Je suis très sensible à votre proposition d'échange d'informations, qui est une très grande marque d'amitié. Votre très grande connaissance de cette région peut être utile à la France.
Quant à notre position vis-à-vis d'Israël, nous soutenons toutes les résolutions des Nations-Unies, nous sommes disposés à toutes les appliquer. Nous n'avons pas avec Israël d'accord militaire, nous ne lui fournissons pas d'armes.
Alors, de quelque côté que je cherche une explication, je ne trouve qu'une folie meurtrière. Un pays qui a le sens de sa dignité ne cède pas !
Il y a aussi, Altesse, cette guerre entre vos deux voisins. Je vous l'ai dit, nous sommes prêts à rétablir de bonnes relations avec les Iraniens, les contentieux que nous avons sont solubles, mais nous ne leur vendrons pas d'armes. Quelle est votre opinion sur ce conflit ?
L'Émir : C'est une question très difficile. Mais, auparavant, je voudrais revenir sur ce que vous avez dit. La position de la France sur la cause palestinienne, sur le Liban, sur la guerre Irak/Iran n'est pas exactement la nôtre. Mais c'est la plus proche de la nôtre. Et nous souhaiterions que tous les autres grands pays du monde aient la même position.
En ce qui concerne le terrorisme, je crois que l'affaire ne s'arrête pas aux États. Il y a aussi des groupuscules plus ou moins sous contrôle. Peut-être faut-il penser également à certains pays qui voudraient que la France adopte, comme les États-Unis, une politique alignée à 100 % sur Israël.
A propos du conflit Irakllran, la France avait accueilli Khomeyni, avant la chute du Shah, et avait autorisé ses activités politiques.
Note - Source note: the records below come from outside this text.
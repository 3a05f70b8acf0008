use anyhow::{Context, Result};
use wgpu::SurfaceError;
use winit::dpi::PhysicalSize;
use winit::window::Window;

use crate::render::SurfaceCtx;

use super::surface;
use super::{GpuErrorSink, GpuFrame, GpuInit, SurfaceErrorAction};

/// Owns wgpu core objects and the surface configuration.
///
/// This type is the low-level rendering context:
/// - creates and stores Instance/Adapter/Device/Queue for the selected backend
/// - creates and configures the Surface (swapchain)
/// - acquires frames and presents them
/// - records uncaptured driver errors into a [`GpuErrorSink`]
pub struct Gpu<'w> {
    /// Kept alive for the lifetime of the surface.
    _instance: wgpu::Instance,

    /// Surface bound to the window.
    ///
    /// Surface lifetime is tied to the window; the runtime guarantees the window
    /// outlives the `Gpu` instance.
    surface: wgpu::Surface<'w>,

    device: wgpu::Device,
    queue: wgpu::Queue,

    /// Driver errors not yet checked by a render surface.
    errors: GpuErrorSink,

    /// Active surface configuration.
    config: wgpu::SurfaceConfiguration,

    /// Current drawable size in physical pixels.
    size: PhysicalSize<u32>,
}

impl<'w> Gpu<'w> {
    /// Creates a GPU context bound to a window.
    ///
    /// Adapter/device acquisition is asynchronous under wgpu.
    pub async fn new(window: &'w Window, init: GpuInit) -> Result<Self> {
        let size = window.inner_size();
        anyhow::ensure!(size.width > 0 && size.height > 0, "window has zero size");

        let instance = wgpu::Instance::new(&init.instance_descriptor());

        let GpuInit {
            rendering_mode,
            prefer_srgb,
            present_mode,
            alpha_mode,
            required_features,
            required_limits,
            desired_maximum_frame_latency,
            ..
        } = init;

        let surface = instance
            .create_surface(window)
            .context("failed to create wgpu surface")?;

        let adapter = instance
            .request_adapter(&wgpu::RequestAdapterOptions {
                power_preference: wgpu::PowerPreference::HighPerformance,
                compatible_surface: Some(&surface),
                force_fallback_adapter: false,
            })
            .await
            .with_context(|| format!("no GPU adapter for rendering mode {rendering_mode:?}"))?;

        let info = adapter.get_info();
        log::info!(
            "GPU adapter: {} - {} ({}: {})",
            info.backend,
            info.name,
            info.driver,
            info.driver_info
        );

        let (device, queue) = adapter
            .request_device(&wgpu::DeviceDescriptor {
                label: Some("fuchsia-engine device"),
                required_features,
                required_limits,
                experimental_features: wgpu::ExperimentalFeatures::disabled(),
                memory_hints: wgpu::MemoryHints::Performance,
                trace: wgpu::Trace::Off,
            })
            .await
            .context("failed to create wgpu device/queue")?;

        let errors = GpuErrorSink::install(&device);

        let caps = surface.get_capabilities(&adapter);
        let format = surface::choose_surface_format(&caps.formats, prefer_srgb)
            .context("no supported surface formats")?;
        let alpha_mode = surface::choose_alpha_mode(&caps.alpha_modes, alpha_mode);

        let config = wgpu::SurfaceConfiguration {
            usage: wgpu::TextureUsages::RENDER_ATTACHMENT,
            format,
            width: size.width,
            height: size.height,
            present_mode,
            alpha_mode,
            view_formats: vec![],
            desired_maximum_frame_latency,
        };

        surface.configure(&device, &config);
        log::debug!("surface configured: {format:?} {}x{}", size.width, size.height);

        Ok(Self {
            _instance: instance,
            surface,
            device,
            queue,
            errors,
            config,
            size,
        })
    }

    /// Context handed to render surfaces drawing into this window.
    pub fn surface_ctx(&self, scale_factor: f32) -> SurfaceCtx<'_> {
        SurfaceCtx::new(
            &self.device,
            &self.queue,
            &self.errors,
            self.config.format,
            scale_factor,
        )
    }

    /// Reconfigures the surface after a resize.
    pub fn resize(&mut self, new_size: PhysicalSize<u32>) {
        surface::apply_resize(
            &self.surface,
            &self.device,
            &mut self.config,
            &mut self.size,
            new_size,
        );
    }

    /// Acquires the next surface texture.
    pub fn begin_frame(&self) -> std::result::Result<GpuFrame, SurfaceError> {
        let surface_texture = self.surface.get_current_texture()?;
        let view = surface_texture
            .texture
            .create_view(&wgpu::TextureViewDescriptor::default());

        Ok(GpuFrame {
            surface_texture,
            view,
        })
    }

    /// Presents the surface texture. Render surfaces submit their own work
    /// before this is called.
    pub fn present(&self, frame: GpuFrame) {
        let GpuFrame {
            surface_texture,
            view,
        } = frame;
        drop(view);
        surface_texture.present();
    }

    /// Converts a `SurfaceError` into a higher-level action.
    pub fn handle_surface_error(&mut self, err: SurfaceError) -> SurfaceErrorAction {
        log::debug!("surface error: {err}");
        surface::map_surface_error(&self.surface, &self.device, &self.config, self.size, err)
    }
}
Les responsables iraniens devraient s'en souvenir aujourd'hui. Et l'Iran ne devrait pas faire tant de reproches à la France. Pour nous, la position de la France dans le conflit est très bonne. Peut-être la France pourrait-elle agir plus activement pour essayer de mettre un terme à cette guerre, avec l'aide des autres pays européens, car le danger est de plus en plus grand. Pourtant, ni l'un ni l'autre pays ne profite de cette guerre. L'Iran essaie de l'étendre à tout le Golfe. Nous craignons que les grandes puissances ne se servent de ce prétexte pour intervenir. Et cela n'est pas notre intérêt. Pas plus, me semble-t-il, que cela ne serait celui de l'Europe. L'URSS et les États-Unis commencent à comprendre la gravité de la situation. Mais nous souhaiterions surtout une position plus forte de l'Europe pour mettre fin à cette guerre.